Kondisi ini menyebabkan penambahan beban ke dinding proyek pembangunan tersebut. Dampaknya dinding ambrol dan tanah di atasnya ambles. 

Rovicky mengatakan, kasus jalan ambles itu pernah terjadi sebelumnya, yakni dinding jalan raya di Bandara Soekarno Hatta jebol dan ambles. Kalau kasus di bandara internasional ini, akibat pembangunan di atas jalan yang menambah beban ditambah lagi muka air tanah naik saat musim hujan. 

Senada pakar geoteknik Institut Teknologi Sepuluh November (ITS), Indrasurya Budisatri Mochtar mengatakan, sementara kesalahan konstruksi proyek parkir bawah tanah atau basement di sisi kanan jalan atau kontur tanah yang tidak stabil. 

"Kedua-duanya bisa jadi sebab," kata Indra.

Indra yang sudah langsung datang ke lokasi amblesnya tanah Gubeng itu mengatakan, saat ini data proyek masih dikumpulkan untuk memastikan apakah benar terjadi kesalahan konstruksi. 

Tanah ambles bukan soal karena kesalahan konstruksi saja. Rovicky mengatakan dalam kasus Gubeng dinding ambrol juga berkaitan dengan perubahan morfologi tanah. 

Dia mengatakan, alam sejatinya punya kondisi stabil jika tidak diganggu. Namun begitu ada gangguan, entah dari eksternal maupun internal, maka tanah akan mengalami dinamika. 

Proyek pembangunan, menurutnya, merupakan sebuah upaya yang mengganggu kestabilan alam. Misalnya, pembangunan basement RS Siloam tersebut dengan membangun dinding penahan. Untuk itu, dinding harus kuat untuk menahan beban dari samping. 

Dia mengatakan, perubahan morfologi tanah itu bisa terjadi seiring dengan perubahan kondisi alam misalnya musim hujan atau peristiwa alam lainnya. 

Kondisi batuan pada tanah punya dinamika berbeda saat terkena air. Selain itu batuan juga punya kekuatan yang berbeda-beda. Makanya, kata dia, sebelum melakukan pembangunan, pekerja proyek perlu mengetahui kondisi batuan serta morfologi tanah. 

"Ini termasuk dalam membangun jalan, jembatan, gedung, tidak hanya jalan raya saja untuk mengantisipasi perubahan musim atau kondisi alam lain," jelasnya.

Langkah antisipasi

***

Rovicky menuturkan, antisipasi area sekitar perlu dilakukan. Mantan Ketua Umum Ikatan Ahli Geologi Indonesia itu mengatakan, ada kemungkinan rembesan longsoran akibat longsornya dinding penahan yang ambrol tersebut. Bangunan sekitar tanah ambles di Gubeng, menurutnya, perlu dievaluasi dan diamati apabila terdapat perubahan konstruksi, retak, miring atau distorsi bentuk. 
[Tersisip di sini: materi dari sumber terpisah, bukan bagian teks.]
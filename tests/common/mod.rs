//! Shared helpers for integration tests

#![allow(dead_code)]

use aidevs_tasks::centrala::Centrala;
use aidevs_tasks::config::Credentials;
use aidevs_tasks::http::HttpClient;
use aidevs_tasks::llm::{ChatMessage, ChatModel, Completion};
use aidevs_tasks::{Error, Result};
use async_trait::async_trait;
use std::collections::VecDeque;
use std::sync::Mutex;

pub const API_KEY: &str = "test-key";

/// Model answering from a fixed list and recording every prompt it saw.
pub struct ScriptedModel {
    replies: Mutex<VecDeque<String>>,
    pub seen: Mutex<Vec<Vec<ChatMessage>>>,
}

impl ScriptedModel {
    pub fn new(replies: &[&str]) -> Self {
        Self {
            replies: Mutex::new(replies.iter().map(|s| s.to_string()).collect()),
            seen: Mutex::new(Vec::new()),
        }
    }

    pub fn calls(&self) -> usize {
        self.seen.lock().unwrap().len()
    }

    pub fn prompt(&self, call: usize) -> Vec<ChatMessage> {
        self.seen.lock().unwrap()[call].clone()
    }
}

#[async_trait]
impl ChatModel for ScriptedModel {
    async fn complete(&self, messages: &[ChatMessage]) -> Result<Completion> {
        self.seen.lock().unwrap().push(messages.to_vec());
        let text = self
            .replies
            .lock()
            .unwrap()
            .pop_front()
            .ok_or(Error::EmptyCompletion)?;
        Ok(Completion {
            text,
            model: "scripted".to_string(),
            usage: None,
        })
    }

    fn model(&self) -> &str {
        "scripted"
    }
}

/// Model that always fails, for error paths.
pub struct FailingModel;

#[async_trait]
impl ChatModel for FailingModel {
    async fn complete(&self, _messages: &[ChatMessage]) -> Result<Completion> {
        Err(Error::EmptyCompletion)
    }

    fn model(&self) -> &str {
        "failing"
    }
}

pub fn centrala(base_url: String) -> Centrala {
    Centrala::new(
        HttpClient::new().unwrap(),
        Credentials {
            host: base_url,
            api_key: API_KEY.to_string(),
        },
    )
}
Ke depan supaya tidak terjadi kasus tanah ambles yang menyebabkan lubang raksasa, Rovicky menyarankan, pada area di Gubeng perlu dilakukan penurapan atau pengurangan air tanah terutama di saat musim hujan. 

"Drainase perlu diintensifkan lagi untuk menurunkan muka air tanah sehingga beban dinding berkurang," jelasnya. 
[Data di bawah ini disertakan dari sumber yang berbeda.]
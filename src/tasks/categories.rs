//! s0204 - sort factory reports into people and hardware notes.

use crate::centrala::Centrala;
use crate::config::Env;
use crate::error::Result;
use crate::files::{collect_nonempty, file_name, file_parts};
use crate::llm::gemini::GEMINI_FLASH;
use crate::llm::ChatModel;
use crate::prompt::Prompt;
use serde::Serialize;
use std::path::PathBuf;
use std::time::Duration;
use tracing::info;

pub const TASK: &str = "kategorie";

pub const SYSTEM_PROMPT: &str = "You are helpful assistant. Based on the provided instructions, classify the content of the send files (.mp3, .png and .txt) into one of the following categories:\n \
- \"PEOPLE\" if the note contains information about captured people or traces of their presence.\n \
- \"HARDWARE\" if the note contains information only about the repaired hardware faults, software issues should not be included to this category.\n \
- \"UNKNOWN\" if the file can not be assigned to PEOPLE or HARDWARE category.\n\
Your response should contain only the category.";

#[derive(Debug, Clone, Copy, PartialEq, Eq)]
pub enum Category {
    People,
    Hardware,
    Unknown,
}

impl Category {
    /// `PEOPLE` wins when a reply mentions both.
    pub fn from_reply(reply: &str) -> Self {
        if reply.contains("PEOPLE") {
            Category::People
        } else if reply.contains("HARDWARE") {
            Category::Hardware
        } else {
            Category::Unknown
        }
    }
}

#[derive(Debug, Clone, Default, PartialEq, Eq, Serialize)]
pub struct Classification {
    pub people: Vec<String>,
    pub hardware: Vec<String>,
}

#[derive(Debug, Clone)]
pub struct Options {
    pub files_dir: PathBuf,
    pub pause: Duration,
}

impl Default for Options {
    fn default() -> Self {
        Self {
            files_dir: PathBuf::from("pliki_z_fabryki"),
            pause: Duration::from_secs(10),
        }
    }
}

pub async fn solve(
    model: &dyn ChatModel,
    centrala: &Centrala,
    options: &Options,
) -> Result<Classification> {
    let files = collect_nonempty(&options.files_dir, |_| true)?;
    let mut result = Classification::default();

    for path in files {
        let name = file_name(&path);
        let prompt = Prompt::new(SYSTEM_PROMPT).user_parts(file_parts(&path)?);
        let reply = prompt.send(model).await?;

        match Category::from_reply(&reply.text) {
            Category::People => {
                info!("File {} classified to PEOPLE", name);
                result.people.push(name);
            }
            Category::Hardware => {
                info!("File {} classified to HARDWARE", name);
                result.hardware.push(name);
            }
            Category::Unknown => info!("File {} not classified: {}", name, reply.text.trim()),
        }
        super::pace(options.pause).await;
    }

    result.people.sort();
    result.hardware.sort();
    centrala.report(TASK, &result).await?;
    Ok(result)
}

pub async fn run(env: &Env, options: &Options) -> Result<Classification> {
    let model = super::gemini(env, GEMINI_FLASH)?;
    solve(&model, &super::centrala(env)?, options).await
}

#[cfg(test)]
mod tests {
    use super::*;
    use crate::config::Credentials;
    use crate::error::Error;
    use crate::http::HttpClient;
    use crate::llm::scripted::ScriptedModel;
    use httpmock::prelude::*;
    use serde_json::json;

    #[test]
    fn test_category_from_reply() {
        assert_eq!(Category::from_reply("PEOPLE"), Category::People);
        assert_eq!(Category::from_reply("Category: HARDWARE\n"), Category::Hardware);
        assert_eq!(Category::from_reply("UNKNOWN"), Category::Unknown);
        assert_eq!(Category::from_reply("PEOPLE or HARDWARE"), Category::People);
    }

    fn centrala(server: &MockServer) -> Centrala {
        Centrala::new(
            HttpClient::new().unwrap(),
            Credentials {
                host: server.base_url(),
                api_key: "key".to_string(),
            },
        )
    }

    #[tokio::test]
    async fn test_classify_and_report() {
        let dir = tempfile::tempdir().unwrap();
        std::fs::write(dir.path().join("2024-11-12_report-00-sektor_C4.txt"), "Schwytano intruza").unwrap();
        std::fs::write(dir.path().join("2024-11-12_report-01-sektor_A1.txt"), "Wymiana anteny").unwrap();
        std::fs::write(dir.path().join("2024-11-12_report-02-sektor_A3.txt"), "Cisza").unwrap();

        let server = MockServer::start();
        let report = server.mock(|when, then| {
            when.method(POST).path("/report").json_body(json!({
                "task": "kategorie",
                "apikey": "key",
                "answer": {
                    "people": ["2024-11-12_report-00-sektor_C4.txt"],
                    "hardware": ["2024-11-12_report-01-sektor_A1.txt"]
                }
            }));
            then.status(200).json_body(json!({"code": 0}));
        });

        let model = ScriptedModel::new(&["PEOPLE", "HARDWARE", "UNKNOWN"]);
        let options = Options {
            files_dir: dir.path().to_path_buf(),
            pause: Duration::ZERO,
        };
        let result = solve(&model, &centrala(&server), &options).await.unwrap();

        report.assert();
        assert_eq!(result.people.len(), 1);
        assert_eq!(model.calls(), 3);
    }

    #[tokio::test]
    async fn test_unknown_extension_is_fatal() {
        let dir = tempfile::tempdir().unwrap();
        std::fs::write(dir.path().join("weapons_tests.zip"), [0u8; 4]).unwrap();

        let server = MockServer::start();
        let model = ScriptedModel::new(&[]);
        let options = Options {
            files_dir: dir.path().to_path_buf(),
            pause: Duration::ZERO,
        };
        let err = solve(&model, &centrala(&server), &options).await.unwrap_err();
        assert!(matches!(err, Error::Unsupported(_)));
        assert_eq!(model.calls(), 0);
    }
}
Untuk menormalkan lubang ambles Gubeng, Rovicky mengatakan perlu dilakukan dengan rekayasa teknik sipil. Menurutnya, perlu pembuatan retaining wall yang baru sebelum area ambles tersebut diurug kembali. 

Soal waktu menormalkan lubang ambles iut, Indra menganalisis butuh setidaknya sebulan. Dia berharap pengembalian kondisi jalan raya Gubeng seperti semula, jangan memakan waktu yang lama.